[Items from a dataset]
↓↓↓

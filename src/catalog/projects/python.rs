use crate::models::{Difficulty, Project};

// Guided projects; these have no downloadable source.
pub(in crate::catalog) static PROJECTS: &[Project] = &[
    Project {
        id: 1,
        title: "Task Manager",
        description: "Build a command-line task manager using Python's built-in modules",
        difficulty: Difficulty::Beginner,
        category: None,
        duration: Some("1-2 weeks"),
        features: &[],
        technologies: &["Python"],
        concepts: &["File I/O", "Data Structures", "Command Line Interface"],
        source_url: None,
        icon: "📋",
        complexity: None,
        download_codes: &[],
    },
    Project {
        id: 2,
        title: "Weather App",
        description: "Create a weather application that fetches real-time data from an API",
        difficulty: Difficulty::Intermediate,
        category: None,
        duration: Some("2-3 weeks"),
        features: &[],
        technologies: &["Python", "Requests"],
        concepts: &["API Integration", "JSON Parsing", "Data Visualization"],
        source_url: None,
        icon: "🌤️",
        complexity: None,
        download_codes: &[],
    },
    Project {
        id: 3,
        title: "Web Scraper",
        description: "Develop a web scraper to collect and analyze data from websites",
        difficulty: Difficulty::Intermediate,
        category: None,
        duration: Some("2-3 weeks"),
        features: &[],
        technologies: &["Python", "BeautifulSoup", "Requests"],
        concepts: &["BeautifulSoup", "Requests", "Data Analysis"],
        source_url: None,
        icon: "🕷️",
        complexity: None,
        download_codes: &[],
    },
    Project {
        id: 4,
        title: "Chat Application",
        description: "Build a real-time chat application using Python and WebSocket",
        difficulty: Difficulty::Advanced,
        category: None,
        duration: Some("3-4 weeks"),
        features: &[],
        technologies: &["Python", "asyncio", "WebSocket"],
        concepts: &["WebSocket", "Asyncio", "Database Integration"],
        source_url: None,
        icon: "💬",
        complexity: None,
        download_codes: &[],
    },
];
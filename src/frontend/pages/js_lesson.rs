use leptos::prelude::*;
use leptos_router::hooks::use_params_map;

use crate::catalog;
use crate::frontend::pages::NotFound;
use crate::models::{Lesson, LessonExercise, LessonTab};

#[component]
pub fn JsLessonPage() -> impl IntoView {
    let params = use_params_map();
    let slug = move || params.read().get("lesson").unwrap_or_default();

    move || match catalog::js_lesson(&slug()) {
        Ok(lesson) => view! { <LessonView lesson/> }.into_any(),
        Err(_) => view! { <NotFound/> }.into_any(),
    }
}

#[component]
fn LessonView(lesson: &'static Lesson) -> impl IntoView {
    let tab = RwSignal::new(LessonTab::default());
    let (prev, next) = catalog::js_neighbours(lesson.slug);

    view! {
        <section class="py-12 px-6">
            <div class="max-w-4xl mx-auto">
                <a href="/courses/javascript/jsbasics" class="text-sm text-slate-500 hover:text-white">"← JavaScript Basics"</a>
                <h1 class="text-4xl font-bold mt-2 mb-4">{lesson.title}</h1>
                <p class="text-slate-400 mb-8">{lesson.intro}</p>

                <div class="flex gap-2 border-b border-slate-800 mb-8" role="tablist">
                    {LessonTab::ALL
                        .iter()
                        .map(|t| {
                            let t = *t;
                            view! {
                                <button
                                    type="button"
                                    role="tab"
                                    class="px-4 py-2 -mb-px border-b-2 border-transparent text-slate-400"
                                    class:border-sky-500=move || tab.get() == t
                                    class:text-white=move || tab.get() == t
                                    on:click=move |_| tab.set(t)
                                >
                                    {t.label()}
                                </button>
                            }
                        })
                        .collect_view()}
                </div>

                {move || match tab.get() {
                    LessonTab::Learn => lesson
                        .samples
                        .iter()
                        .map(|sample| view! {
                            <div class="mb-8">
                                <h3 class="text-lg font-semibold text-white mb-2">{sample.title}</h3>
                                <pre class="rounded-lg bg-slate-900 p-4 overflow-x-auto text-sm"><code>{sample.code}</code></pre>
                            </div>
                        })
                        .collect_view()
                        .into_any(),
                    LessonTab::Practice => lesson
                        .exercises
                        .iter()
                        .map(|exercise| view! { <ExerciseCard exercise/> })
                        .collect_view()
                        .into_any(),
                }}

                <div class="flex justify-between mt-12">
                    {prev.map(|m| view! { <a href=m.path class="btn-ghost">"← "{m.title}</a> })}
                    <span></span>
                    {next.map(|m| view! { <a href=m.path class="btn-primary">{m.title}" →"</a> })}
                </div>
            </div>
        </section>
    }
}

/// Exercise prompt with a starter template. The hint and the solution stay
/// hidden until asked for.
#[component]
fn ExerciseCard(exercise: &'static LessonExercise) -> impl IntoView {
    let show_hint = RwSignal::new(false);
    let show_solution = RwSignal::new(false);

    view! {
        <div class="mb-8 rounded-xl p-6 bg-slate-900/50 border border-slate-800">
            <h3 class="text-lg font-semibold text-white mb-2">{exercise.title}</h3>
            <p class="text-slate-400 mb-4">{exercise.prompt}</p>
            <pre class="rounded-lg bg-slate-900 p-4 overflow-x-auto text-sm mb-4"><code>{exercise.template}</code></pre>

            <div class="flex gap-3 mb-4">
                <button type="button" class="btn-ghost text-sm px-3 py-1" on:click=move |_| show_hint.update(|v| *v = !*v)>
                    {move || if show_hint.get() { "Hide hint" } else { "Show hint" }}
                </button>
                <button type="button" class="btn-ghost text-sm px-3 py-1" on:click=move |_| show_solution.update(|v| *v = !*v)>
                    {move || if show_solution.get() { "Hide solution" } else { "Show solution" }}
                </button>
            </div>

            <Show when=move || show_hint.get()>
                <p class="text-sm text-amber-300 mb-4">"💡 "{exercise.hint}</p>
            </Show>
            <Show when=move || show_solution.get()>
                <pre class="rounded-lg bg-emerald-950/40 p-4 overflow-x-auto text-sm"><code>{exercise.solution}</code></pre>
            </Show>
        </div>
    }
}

↑↑↑

(Problem description): Each entry above should be restated exactly as supplied.

(Solved problem):
filename src/catalog/projects/python.rs
use crate::models::{Difficulty, Project};

// Guided projects; these have no downloadable source.
pub(in crate::catalog) static PROJECTS: &[Project] = &[
    Project {
        id: 1,
        title: "Task Manager",
        description: "Build a command-line task manager using Python's built-in modules",
        difficulty: Difficulty::Beginner,
        category: None,
        duration: Some("1-2 weeks"),
        features: &[],
        technologies: &["Python"],
        concepts: &["File I/O", "Data Structures", "Command Line Interface"],
        source_url: None,
        icon: "📋",
        complexity: None,
        download_codes: &[],
    },
    Project {
        id: 2,
        title: "Weather App",
        description: "Create a weather application that fetches real-time data from an API",
        difficulty: Difficulty::Intermediate,
        category: None,
        duration: Some("2-3 weeks"),
        features: &[],
        technologies: &["Python", "Requests"],
        concepts: &["API Integration", "JSON Parsing", "Data Visualization"],
        source_url: None,
        icon: "🌤️",
        complexity: None,
        download_codes: &[],
    },
    Project {
        id: 3,
        title: "Web Scraper",
        description: "Develop a web scraper to collect and analyze data from websites",
        difficulty: Difficulty::Intermediate,
        category: None,
        duration: Some("2-3 weeks"),
        features: &[],
        technologies: &["Python", "BeautifulSoup", "Requests"],
        concepts: &["BeautifulSoup", "Requests", "Data Analysis"],
        source_url: None,
        icon: "🕷️",
        complexity: None,
        download_codes: &[],
    },
    Project {
        id: 4,
        title: "Chat Application",
        description: "Build a real-time chat application using Python and WebSocket",
        difficulty: Difficulty::Advanced,
        category: None,
        duration: Some("3-4 weeks"),
        features: &[],
        technologies: &["Python", "asyncio", "WebSocket"],
        concepts: &["WebSocket", "Asyncio", "Database Integration"],
        source_url: None,
        icon: "💬",
        complexity: None,
        download_codes: &[],
    },
];
filename src/frontend/pages/js_lesson.rs
use leptos::prelude::*;
use leptos_router::hooks::use_params_map;

use crate::catalog;
use crate::frontend::pages::NotFound;
use crate::models::{Lesson, LessonExercise, LessonTab};

#[component]
pub fn JsLessonPage() -> impl IntoView {
    let params = use_params_map();
    let slug = move || params.read().get("lesson").unwrap_or_default();

    move || match catalog::js_lesson(&slug()) {
        Ok(lesson) => view! { <LessonView lesson/> }.into_any(),
        Err(_) => view! { <NotFound/> }.into_any(),
    }
}

#[component]
fn LessonView(lesson: &'static Lesson) -> impl IntoView {
    let tab = RwSignal::new(LessonTab::default());
    let (prev, next) = catalog::js_neighbours(lesson.slug);

    view! {
        <section class="py-12 px-6">
            <div class="max-w-4xl mx-auto">
                <a href="/courses/javascript/jsbasics" class="text-sm text-slate-500 hover:text-white">"← JavaScript Basics"</a>
                <h1 class="text-4xl font-bold mt-2 mb-4">{lesson.title}</h1>
                <p class="text-slate-400 mb-8">{lesson.intro}</p>

                <div class="flex gap-2 border-b border-slate-800 mb-8" role="tablist">
                    {LessonTab::ALL
                        .iter()
                        .map(|t| {
                            let t = *t;
                            view! {
                                <button
                                    type="button"
                                    role="tab"
                                    class="px-4 py-2 -mb-px border-b-2 border-transparent text-slate-400"
                                    class:border-sky-500=move || tab.get() == t
                                    class:text-white=move || tab.get() == t
                                    on:click=move |_| tab.set(t)
                                >
                                    {t.label()}
                                </button>
                            }
                        })
                        .collect_view()}
                </div>

                {move || match tab.get() {
                    LessonTab::Learn => lesson
                        .samples
                        .iter()
                        .map(|sample| view! {
                            <div class="mb-8">
                                <h3 class="text-lg font-semibold text-white mb-2">{sample.title}</h3>
                                <pre class="rounded-lg bg-slate-900 p-4 overflow-x-auto text-sm"><code>{sample.code}</code></pre>
                            </div>
                        })
                        .collect_view()
                        .into_any(),
                    LessonTab::Practice => lesson
                        .exercises
                        .iter()
                        .map(|exercise| view! { <ExerciseCard exercise/> })
                        .collect_view()
                        .into_any(),
                }}

                <div class="flex justify-between mt-12">
                    {prev.map(|m| view! { <a href=m.path class="btn-ghost">"← "{m.title}</a> })}
                    <span></span>
                    {next.map(|m| view! { <a href=m.path class="btn-primary">{m.title}" →"</a> })}
                </div>
            </div>
        </section>
    }
}

/// Exercise prompt with a starter template. The hint and the solution stay
/// hidden until asked for.
#[component]
fn ExerciseCard(exercise: &'static LessonExercise) -> impl IntoView {
    let show_hint = RwSignal::new(false);
    let show_solution = RwSignal::new(false);

    view! {
        <div class="mb-8 rounded-xl p-6 bg-slate-900/50 border border-slate-800">
            <h3 class="text-lg font-semibold text-white mb-2">{exercise.title}</h3>
            <p class="text-slate-400 mb-4">{exercise.prompt}</p>
            <pre class="rounded-lg bg-slate-900 p-4 overflow-x-auto text-sm mb-4"><code>{exercise.template}</code></pre>

            <div class="flex gap-3 mb-4">
                <button type="button" class="btn-ghost text-sm px-3 py-1" on:click=move |_| show_hint.update(|v| *v = !*v)>
                    {move || if show_hint.get() { "Hide hint" } else { "Show hint" }}
                </button>
                <button type="button" class="btn-ghost text-sm px-3 py-1" on:click=move |_| show_solution.update(|v| *v = !*v)>
                    {move || if show_solution.get() { "Hide solution" } else { "Show solution" }}
                </button>
            </div>

            <Show when=move || show_hint.get()>
                <p class="text-sm text-amber-300 mb-4">"💡 "{exercise.hint}</p>
            </Show>
            <Show when=move || show_solution.get()>
                <pre class="rounded-lg bg-emerald-950/40 p-4 overflow-x-auto text-sm"><code>{exercise.solution}</code></pre>
            </Show>
        </div>
    }
}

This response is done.